Investigating the EphA2 receptor as a potential therapeutic target for canine
and human osteosarcoma
- Evelyn Harris, Department of Small Animal Clinical Sciences, Western College of Veterinary Medicine, University of Saskatchewan
- Maya Kliewer, Department of Small Animal Clinical Sciences, Western College of Veterinary Medicine, University of Saskatchewan
- Jessica Sharpe, Department of Small Animal Clinical Sciences, Western College of Veterinary Medicine, University of Saskatchewan
- Behzad Toosi, Department of Small Animal Clinical Sciences, Western College of Veterinary Medicine, University of Saskatchewan
Osteosarcoma is a highly metastatic and lethal bone cancer in canines and humans. Even with an aggressive treatment consisting of amputation and chemotherapy, the average duration of survival is one-year post-treatment for dogs and only 60% of human patients survive longer than 5 years post-treatment. This study aims to better understand the pathophysiology of osteosarcoma with a focus on the role of the EphA2 receptor tyrosine kinase (RTK). EphA2 is one of nine members of the EphA RTK family and in the search for new targeted cancer therapies, EphA receptors are emerging as promising regulators of tumor development, invasiveness, and drug resistance. However, the expression and functional roles of EphA2 in canine and human osteosarcoma have not been investigated.

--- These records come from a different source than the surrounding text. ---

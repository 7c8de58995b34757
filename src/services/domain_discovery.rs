use std::{
    collections::{BTreeMap, HashMap, HashSet},
    sync::Arc,
    time::{Duration, Instant},
};

use async_trait::async_trait;
use itertools::Itertools;
use reqwest::Client;
use scraper::{Html, Selector};
use serde::{Deserialize, Serialize};
use url::Url;

use crate::domain::web_domain::{
    domain_from_url, is_excluded_domain, normalize_domain, site_origin, DEFAULT_ORIGIN_TEMPLATE,
};

use super::{calculate_confidence, classify_domain, fetch_robots, PageFetcher, RobotsRules};

/// Deterministic seed list, always offered first.
pub const STATIC_SEED_DOMAINS: [&str; 32] = [
    "hornbach.de",
    "obi.de",
    "bauhaus.info",
    "hagebau.de",
    "toom.de",
    "globus-baumarkt.de",
    "fressnapf.de",
    "rossmann.de",
    "tchibo.de",
    "otto.de",
    "conrad.de",
    "reichelt.de",
    "alternate.de",
    "cyberport.de",
    "notebooksbilliger.de",
    "thomann.de",
    "bergfreunde.de",
    "globetrotter.de",
    "baur.de",
    "weltbild.de",
    "thalia.de",
    "hugendubel.de",
    "galeria.de",
    "breuninger.com",
    "engelhorn.de",
    "mytoys.de",
    "home24.de",
    "porta.de",
    "moebel-kraft.de",
    "segmueller.de",
    "hoeffner.de",
    "xxxlutz.de",
];

#[derive(Debug, Clone, Copy, PartialEq, Eq, PartialOrd, Ord, Hash, Serialize)]
#[serde(rename_all = "snake_case")]
pub enum DiscoveryChannel {
    StaticList,
    Api,
    WebCrawl,
}

fn default_true() -> bool {
    true
}

fn default_max_domains_per_source() -> usize {
    200
}

fn default_min_business_confidence() -> f64 {
    0.5
}

fn default_crawl_delay_millis() -> u64 {
    1000
}

fn default_origin_template() -> String {
    DEFAULT_ORIGIN_TEMPLATE.to_string()
}

#[derive(Debug, Clone, PartialEq, Deserialize)]
pub struct DiscoveryConfig {
    #[serde(default = "default_true")]
    pub enable_static_list: bool,
    #[serde(default)]
    pub enable_api_discovery: bool,
    #[serde(default)]
    pub enable_web_crawling: bool,
    #[serde(default)]
    pub enable_business_filter: bool,
    #[serde(default = "default_max_domains_per_source")]
    pub max_domains_per_source: usize,
    #[serde(default = "default_min_business_confidence")]
    pub min_business_confidence: f64,
    #[serde(default = "default_crawl_delay_millis")]
    pub crawl_delay_millis: u64,
    #[serde(default)]
    pub crawl_seeds: Vec<String>,
    #[serde(default)]
    pub api_endpoints: Vec<String>,
    /// Where a domain's homepage lives, e.g. `https://{domain}`.
    #[serde(default = "default_origin_template")]
    pub origin_template: String,
}

impl Default for DiscoveryConfig {
    fn default() -> Self {
        DiscoveryConfig {
            enable_static_list: true,
            enable_api_discovery: false,
            enable_web_crawling: false,
            enable_business_filter: false,
            max_domains_per_source: default_max_domains_per_source(),
            min_business_confidence: default_min_business_confidence(),
            crawl_delay_millis: default_crawl_delay_millis(),
            crawl_seeds: vec![],
            api_endpoints: vec![],
            origin_template: default_origin_template(),
        }
    }
}

impl DiscoveryConfig {
    pub fn static_only() -> Self {
        DiscoveryConfig::default()
    }

    pub fn disabled() -> Self {
        DiscoveryConfig {
            enable_static_list: false,
            ..Default::default()
        }
    }
}

#[derive(Debug, Clone, Default, PartialEq, Serialize)]
pub struct DiscoveryStatistics {
    pub candidates_found: usize,
    pub invalid_dropped: usize,
    pub duplicates_removed: usize,
    pub filtered_by_classifier: usize,
    pub returned: usize,
    pub duration_ms: u128,
}

#[derive(Debug, Clone, Default, Serialize)]
pub struct DiscoveryReport {
    pub domains: Vec<String>,
    pub sources: BTreeMap<DiscoveryChannel, usize>,
    pub statistics: DiscoveryStatistics,
    pub errors: Vec<String>,
}

/// External domain-intelligence lookup backing the API channel.
#[async_trait]
pub trait DomainIntelligence: Send + Sync {
    fn name(&self) -> &str;
    async fn lookup_domains(&self, limit: usize) -> anyhow::Result<Vec<String>>;
}

#[derive(Deserialize)]
#[serde(untagged)]
enum DomainListResponse {
    Plain(Vec<String>),
    Wrapped { domains: Vec<String> },
}

/// JSON endpoint answering either `["a.de", ...]` or `{"domains": [...]}`.
pub struct HttpDomainIntelligence {
    client: Client,
    endpoint: String,
}

impl HttpDomainIntelligence {
    pub fn new(client: Client, endpoint: impl Into<String>) -> Self {
        HttpDomainIntelligence {
            client,
            endpoint: endpoint.into(),
        }
    }
}

#[derive(Serialize)]
struct LimitQuery {
    limit: usize,
}

#[async_trait]
impl DomainIntelligence for HttpDomainIntelligence {
    fn name(&self) -> &str {
        &self.endpoint
    }

    async fn lookup_domains(&self, limit: usize) -> anyhow::Result<Vec<String>> {
        let res = self
            .client
            .get(&self.endpoint)
            .query(&LimitQuery { limit })
            .send()
            .await?
            .error_for_status()?;

        let domains = match res.json::<DomainListResponse>().await? {
            DomainListResponse::Plain(domains) => domains,
            DomainListResponse::Wrapped { domains } => domains,
        };

        Ok(domains)
    }
}

struct ChannelOutput {
    domains: Vec<String>,
    errors: Vec<String>,
}

pub struct DomainDiscoveryService {
    fetcher: Arc<PageFetcher>,
    /// Sources queried in addition to the `api_endpoints` of the active config.
    intelligence: Vec<Arc<dyn DomainIntelligence>>,
    user_agent: String,
    config: DiscoveryConfig,
}

impl DomainDiscoveryService {
    pub fn new(fetcher: Arc<PageFetcher>, user_agent: &str, config: DiscoveryConfig) -> Self {
        DomainDiscoveryService {
            fetcher,
            intelligence: vec![],
            user_agent: user_agent.to_string(),
            config,
        }
    }

    pub fn with_intelligence(mut self, source: Arc<dyn DomainIntelligence>) -> Self {
        self.intelligence.push(source);
        self
    }

    pub fn config(&self) -> &DiscoveryConfig {
        &self.config
    }

    /// Flat domain list for callers that predate channel metadata.
    pub async fn get_domains_to_check(&self, limit: usize) -> Vec<String> {
        self.discover_domains(limit, &self.config).await.domains
    }

    pub async fn discover_domains(&self, max_domains: usize, config: &DiscoveryConfig) -> DiscoveryReport {
        let started = Instant::now();
        let mut report = DiscoveryReport::default();

        if max_domains == 0 {
            return report;
        }

        let per_source = config.max_domains_per_source;

        let static_output = match config.enable_static_list {
            true => Some(static_channel(per_source)),
            false => None,
        };

        let (api_output, crawl_output) = tokio::join!(
            async {
                match config.enable_api_discovery {
                    true => Some(self.api_channel(per_source, config).await),
                    false => None,
                }
            },
            async {
                match config.enable_web_crawling {
                    true => Some(self.crawl_channel(per_source, config).await),
                    false => None,
                }
            }
        );

        let mut candidates: Vec<(DiscoveryChannel, String)> = vec![];
        for (channel, output) in [
            (DiscoveryChannel::StaticList, static_output),
            (DiscoveryChannel::Api, api_output),
            (DiscoveryChannel::WebCrawl, crawl_output),
        ] {
            let Some(output) = output else {
                continue;
            };
            report.errors.extend(output.errors);
            candidates.extend(output.domains.into_iter().map(|d| (channel, d)));
        }
        report.statistics.candidates_found = candidates.len();

        let normalized: Vec<(DiscoveryChannel, String)> = candidates
            .into_iter()
            .filter_map(|(channel, raw)| normalize_domain(&raw).map(|d| (channel, d)))
            .collect();
        report.statistics.invalid_dropped = report.statistics.candidates_found - normalized.len();

        let unique: Vec<(DiscoveryChannel, String)> = normalized
            .iter()
            .cloned()
            .unique_by(|(_, domain)| domain.clone())
            .collect();
        report.statistics.duplicates_removed = normalized.len() - unique.len();

        let mut accepted: Vec<(DiscoveryChannel, String)> = vec![];
        let mut classified = 0;
        for (channel, domain) in unique {
            if accepted.len() >= max_domains {
                break;
            }
            if channel == DiscoveryChannel::WebCrawl && config.enable_business_filter {
                if classified > 0 {
                    tokio::time::sleep(Duration::from_millis(config.crawl_delay_millis)).await;
                }
                classified += 1;
                if !self.looks_like_business(&domain, config).await {
                    report.statistics.filtered_by_classifier += 1;
                    continue;
                }
            }
            accepted.push((channel, domain));
        }

        for (channel, domain) in accepted {
            *report.sources.entry(channel).or_insert(0) += 1;
            report.domains.push(domain);
        }
        report.statistics.returned = report.domains.len();
        report.statistics.duration_ms = started.elapsed().as_millis();

        log::info!(
            "Discovered {} domains from {} candidates ({} errors)",
            report.statistics.returned,
            report.statistics.candidates_found,
            report.errors.len()
        );

        report
    }

    async fn api_channel(&self, limit: usize, config: &DiscoveryConfig) -> ChannelOutput {
        let mut output = ChannelOutput {
            domains: vec![],
            errors: vec![],
        };

        let sources: Vec<Arc<dyn DomainIntelligence>> = config
            .api_endpoints
            .iter()
            .map(|endpoint| {
                Arc::new(HttpDomainIntelligence::new(
                    self.fetcher.client().clone(),
                    endpoint.clone(),
                )) as Arc<dyn DomainIntelligence>
            })
            .chain(self.intelligence.iter().cloned())
            .collect();

        if sources.is_empty() {
            output
                .errors
                .push("api: discovery enabled but no domain intelligence source configured".to_string());
            return output;
        }

        for source in sources.iter() {
            match source.lookup_domains(limit).await {
                Ok(domains) => {
                    log::debug!("{} returned {} domains", source.name(), domains.len());
                    output.domains.extend(domains);
                }
                Err(e) => {
                    log::error!("Domain intelligence {} failed: {:?}", source.name(), e);
                    output.errors.push(format!("api: {} failed: {}", source.name(), e));
                }
            }
        }
        output.domains.truncate(limit);

        output
    }

    async fn crawl_channel(&self, limit: usize, config: &DiscoveryConfig) -> ChannelOutput {
        let mut output = ChannelOutput {
            domains: vec![],
            errors: vec![],
        };
        let mut robots_by_host: HashMap<String, RobotsRules> = HashMap::new();
        let delay = Duration::from_millis(config.crawl_delay_millis);

        for (i, seed) in config.crawl_seeds.iter().enumerate() {
            if output.domains.len() >= limit {
                break;
            }
            if i > 0 {
                tokio::time::sleep(delay).await;
            }

            let seed_url = match Url::parse(seed) {
                Ok(url) => url,
                Err(e) => {
                    output.errors.push(format!("web_crawl: invalid seed {}: {}", seed, e));
                    continue;
                }
            };
            let host = seed_url.host_str().unwrap_or_default().to_string();

            if !robots_by_host.contains_key(&host) {
                let rules = fetch_robots(self.fetcher.client(), &seed_url).await;
                robots_by_host.insert(host.clone(), rules);
            }
            let allowed = robots_by_host
                .get(&host)
                .map(|rules| rules.is_allowed(&self.user_agent, seed_url.path()))
                .unwrap_or(true);
            if !allowed {
                log::info!("robots.txt disallows {}, skipping", seed_url);
                output
                    .errors
                    .push(format!("web_crawl: {} disallowed by robots.txt", seed_url));
                continue;
            }

            match self.fetcher.fetch_page(seed_url.as_str()).await {
                Ok(html) => {
                    let remaining = limit - output.domains.len();
                    let found = extract_outbound_domains(&html, &seed_url);
                    log::debug!("{} links to {} outbound domains", seed_url, found.len());
                    output.domains.extend(found.into_iter().take(remaining));
                }
                Err(e) => {
                    log::error!("Failed to crawl seed {}: {:?}", seed_url, e);
                    output.errors.push(format!("web_crawl: {}", e));
                }
            }
        }

        output
    }

    async fn looks_like_business(&self, domain: &str, config: &DiscoveryConfig) -> bool {
        let url = format!("{}/", site_origin(&config.origin_template, domain));
        match self.fetcher.fetch_page(&url).await {
            Ok(html) => {
                let confidence = calculate_confidence(&classify_domain(&html));
                log::debug!("{} business confidence {:.2}", domain, confidence);
                confidence >= config.min_business_confidence
            }
            Err(e) => {
                log::debug!("Could not classify {}: {}", domain, e);
                false
            }
        }
    }
}

fn static_channel(limit: usize) -> ChannelOutput {
    ChannelOutput {
        domains: STATIC_SEED_DOMAINS
            .iter()
            .take(limit)
            .map(|d| d.to_string())
            .collect(),
        errors: vec![],
    }
}

/// Distinct external domains linked from a portal page, in document order.
pub fn extract_outbound_domains(html: &str, page_url: &Url) -> Vec<String> {
    let document = Html::parse_document(html);
    let Ok(selector) = Selector::parse("a[href]") else {
        return vec![];
    };
    let own_domain = page_url.host_str().and_then(normalize_domain);
    let mut seen = HashSet::new();

    document
        .select(&selector)
        .filter_map(|a| a.value().attr("href"))
        .filter_map(|href| page_url.join(href).ok())
        .filter(|url| matches!(url.scheme(), "http" | "https"))
        .filter_map(|url| domain_from_url(url.as_str()))
        .filter(|domain| Some(domain) != own_domain.as_ref())
        .filter(|domain| !is_excluded_domain(domain))
        .filter(|domain| seen.insert(domain.clone()))
        .collect()
}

Our research has revealed an increased expression of EphA2 in canine and human osteosarcoma cells lines using Western blotting. To evaluate the functional relevance of overexpressed EphA2 in osteosarcoma cells, we silenced the expression of EphA2 using a specific shRNA. Silencing of EphA2 resulted in reduced proliferation, migration, and invasion of osteosarcoma cells in culture when compared with non-silenced control cells. Our results also revealed that after EphA2 silencing, osteosarcoma cells showed an increased sensitivity to a common chemotherapeutic drug, Cisplatin, in culture. EphA2 silencing also reduced tumor growth rate in a mouse xenograft model of dog osteosarcoma.
These data suggest that increased EphA2 function is a major driver of the malignant behavior of canine and human osteosarcoma and a promising target for the development of new therapies.